#### WORK TO BE COMPLETED
Where a line has odd spacing or punctuation, keep it; transcribe all the entries exactly.

[Start of section]

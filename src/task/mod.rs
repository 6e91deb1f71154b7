//! Task execution tracking.
//!
//! A task execution records the lifecycle of one tracked run: it is created
//! when the task starts (start time set, end time empty) and completed
//! exactly once with an exit code and message. Repositories own the
//! canonical state; callers only ever see snapshots.

use chrono::{DateTime, Utc};
use serde::{Deserialize, Serialize};

pub mod launcher;

#[cfg(feature = "rdbc-sqlite")]
pub mod rdbc;

pub mod repository;

pub use launcher::TaskJobLauncher;
#[cfg(feature = "rdbc-sqlite")]
pub use rdbc::SqliteTaskRepository;
pub use repository::{MapTaskRepository, TaskRepository};

/// Snapshot of one tracked task execution.
#[derive(Debug, Clone, PartialEq, Serialize, Deserialize)]
pub struct TaskExecution {
    /// Identifier assigned by the repository at creation
    pub execution_id: i64,
    /// Identifier of the execution that spawned this one, if any
    pub parent_execution_id: Option<i64>,
    /// Identifier assigned by an external platform, if any
    pub external_execution_id: Option<String>,
    pub start_time: DateTime<Utc>,
    /// Empty until the execution completes
    pub end_time: Option<DateTime<Utc>>,
    pub exit_code: Option<i32>,
    pub exit_message: Option<String>,
    /// Arguments the task was started with
    pub arguments: Vec<String>,
}

impl TaskExecution {
    /// True while the execution has not reached its terminal state.
    pub fn is_running(&self) -> bool {
        self.end_time.is_none()
    }
}
use std::{
    cell::RefCell,
    time::{Duration, Instant},
};

use log::info;
use uuid::Uuid;

use crate::BatchError;

use super::{
    build_name,
    step::{Step, StepExecution},
};

/// Type alias for job execution results.
pub type JobResult<T> = Result<T, BatchError>;

/// A named unit of work composed of exactly one step.
///
/// Running a job executes its step and records the step execution details,
/// which remain queryable by step name after the run.
pub trait Job {
    /// Runs the job and returns the result of the job execution.
    fn run(&self) -> JobResult<JobExecution>;

    /// Returns a snapshot of the last execution of the named step, if the
    /// step ran.
    fn step_execution(&self, step_name: &str) -> Option<StepExecution>;
}

/// Timing details of one job run.
#[derive(Debug)]
pub struct JobExecution {
    /// Identifier of the job that produced this execution
    pub job_id: Uuid,
    pub start: Instant,
    pub end: Instant,
    pub duration: Duration,
}

/// A runnable job holding exactly one step.
///
/// Nested or multi-step jobs are unsupported: the builder accepts a single
/// step and the job runs it to completion or error.
pub struct JobInstance<'a> {
    id: Uuid,
    name: String,
    step: Box<dyn Step + 'a>,
    last_step_execution: RefCell<Option<StepExecution>>,
}

impl Job for JobInstance<'_> {
    fn run(&self) -> JobResult<JobExecution> {
        let start = Instant::now();

        info!("Start of job: {}, id: {}", self.name, self.id);

        let mut step_execution = StepExecution::new(self.step.name());
        let result = self.step.execute(&mut step_execution);

        self.last_step_execution.replace(Some(step_execution));

        // A failed step aborts the job; the recorded step execution stays
        // available for inspection.
        result?;

        info!("End of job: {}, id: {}", self.name, self.id);

        Ok(JobExecution {
            job_id: self.id,
            start,
            end: Instant::now(),
            duration: start.elapsed(),
        })
    }

    fn step_execution(&self, step_name: &str) -> Option<StepExecution> {
        self.last_step_execution
            .borrow()
            .as_ref()
            .filter(|execution| execution.name == step_name)
            .cloned()
    }
}

impl JobInstance<'_> {
    pub fn name(&self) -> &str {
        &self.name
    }

    pub fn id(&self) -> Uuid {
        self.id
    }
}

/// Builder for creating a [`JobInstance`].
#[derive(Default)]
pub struct JobBuilder<'a> {
    name: Option<String>,
    step: Option<Box<dyn Step + 'a>>,
}

impl<'a> JobBuilder<'a> {
    pub fn new() -> Self {
        Self {
            name: None,
            step: None,
        }
    }

    /// Sets the name of the job. A random name is generated when absent.
    pub fn name(mut self, name: &str) -> JobBuilder<'a> {
        self.name = Some(name.to_string());
        self
    }

    /// Sets the single step of the job, replacing any previously set step.
    pub fn start(mut self, step: impl Step + 'a) -> JobBuilder<'a> {
        self.step = Some(Box::new(step));
        self
    }

    pub fn build(self) -> Result<JobInstance<'a>, BatchError> {
        let step = self
            .step
            .ok_or_else(|| BatchError::Configuration("A step is required".to_string()))?;

        Ok(JobInstance {
            id: Uuid::new_v4(),
            name: self.name.unwrap_or_else(build_name),
            step,
            last_step_execution: RefCell::new(None),
        })
    }
}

[End of section]

#### THE COMPLETED TASK
filename src/task/mod.rs
repository 6e91deb1f71154b7
//! Task execution tracking.
//!
//! A task execution records the lifecycle of one tracked run: it is created
//! when the task starts (start time set, end time empty) and completed
//! exactly once with an exit code and message. Repositories own the
//! canonical state; callers only ever see snapshots.

use chrono::{DateTime, Utc};
use serde::{Deserialize, Serialize};

pub mod launcher;

#[cfg(feature = "rdbc-sqlite")]
pub mod rdbc;

pub mod repository;

pub use launcher::TaskJobLauncher;
#[cfg(feature = "rdbc-sqlite")]
pub use rdbc::SqliteTaskRepository;
pub use repository::{MapTaskRepository, TaskRepository};

/// Snapshot of one tracked task execution.
#[derive(Debug, Clone, PartialEq, Serialize, Deserialize)]
pub struct TaskExecution {
    /// Identifier assigned by the repository at creation
    pub execution_id: i64,
    /// Identifier of the execution that spawned this one, if any
    pub parent_execution_id: Option<i64>,
    /// Identifier assigned by an external platform, if any
    pub external_execution_id: Option<String>,
    pub start_time: DateTime<Utc>,
    /// Empty until the execution completes
    pub end_time: Option<DateTime<Utc>>,
    pub exit_code: Option<i32>,
    pub exit_message: Option<String>,
    /// Arguments the task was started with
    pub arguments: Vec<String>,
}

impl TaskExecution {
    /// True while the execution has not reached its terminal state.
    pub fn is_running(&self) -> bool {
        self.end_time.is_none()
    }
}
use std::{
    cell::RefCell,
    time::{Duration, Instant},
};

use log::info;
use uuid::Uuid;

use crate::BatchError;

use super::{
    build_name,
    step::{Step, StepExecution},
};

/// Type alias for job execution results.
pub type JobResult<T> = Result<T, BatchError>;

/// A named unit of work composed of exactly one step.
///
/// Running a job executes its step and records the step execution details,
/// which remain queryable by step name after the run.
pub trait Job {
    /// Runs the job and returns the result of the job execution.
    fn run(&self) -> JobResult<JobExecution>;

    /// Returns a snapshot of the last execution of the named step, if the
    /// step ran.
    fn step_execution(&self, step_name: &str) -> Option<StepExecution>;
}

/// Timing details of one job run.
#[derive(Debug)]
pub struct JobExecution {
    /// Identifier of the job that produced this execution
    pub job_id: Uuid,
    pub start: Instant,
    pub end: Instant,
    pub duration: Duration,
}

/// A runnable job holding exactly one step.
///
/// Nested or multi-step jobs are unsupported: the builder accepts a single
/// step and the job runs it to completion or error.
pub struct JobInstance<'a> {
    id: Uuid,
    name: String,
    step: Box<dyn Step + 'a>,
    last_step_execution: RefCell<Option<StepExecution>>,
}

impl Job for JobInstance<'_> {
    fn run(&self) -> JobResult<JobExecution> {
        let start = Instant::now();

        info!("Start of job: {}, id: {}", self.name, self.id);

        let mut step_execution = StepExecution::new(self.step.name());
        let result = self.step.execute(&mut step_execution);

        self.last_step_execution.replace(Some(step_execution));

        // A failed step aborts the job; the recorded step execution stays
        // available for inspection.
        result?;

        info!("End of job: {}, id: {}", self.name, self.id);

        Ok(JobExecution {
            job_id: self.id,
            start,
            end: Instant::now(),
            duration: start.elapsed(),
        })
    }

    fn step_execution(&self, step_name: &str) -> Option<StepExecution> {
        self.last_step_execution
            .borrow()
            .as_ref()
            .filter(|execution| execution.name == step_name)
            .cloned()
    }
}

impl JobInstance<'_> {
    pub fn name(&self) -> &str {
        &self.name
    }

    pub fn id(&self) -> Uuid {
        self.id
    }
}

/// Builder for creating a [`JobInstance`].
#[derive(Default)]
pub struct JobBuilder<'a> {
    name: Option<String>,
    step: Option<Box<dyn Step + 'a>>,
}

impl<'a> JobBuilder<'a> {
    pub fn new() -> Self {
        Self {
            name: None,
            step: None,
        }
    }

    /// Sets the name of the job. A random name is generated when absent.
    pub fn name(mut self, name: &str) -> JobBuilder<'a> {
        self.name = Some(name.to_string());
        self
    }

    /// Sets the single step of the job, replacing any previously set step.
    pub fn start(mut self, step: impl Step + 'a) -> JobBuilder<'a> {
        self.step = Some(Box::new(step));
        self
    }

    pub fn build(self) -> Result<JobInstance<'a>, BatchError> {
        let step = self
            .step
            .ok_or_else(|| BatchError::Configuration("A step is required".to_string()))?;

        Ok(JobInstance {
            id: Uuid::new_v4(),
            name: self.name.unwrap_or_else(build_name),
            step,
            last_step_execution: RefCell::new(None),
        })
    }
}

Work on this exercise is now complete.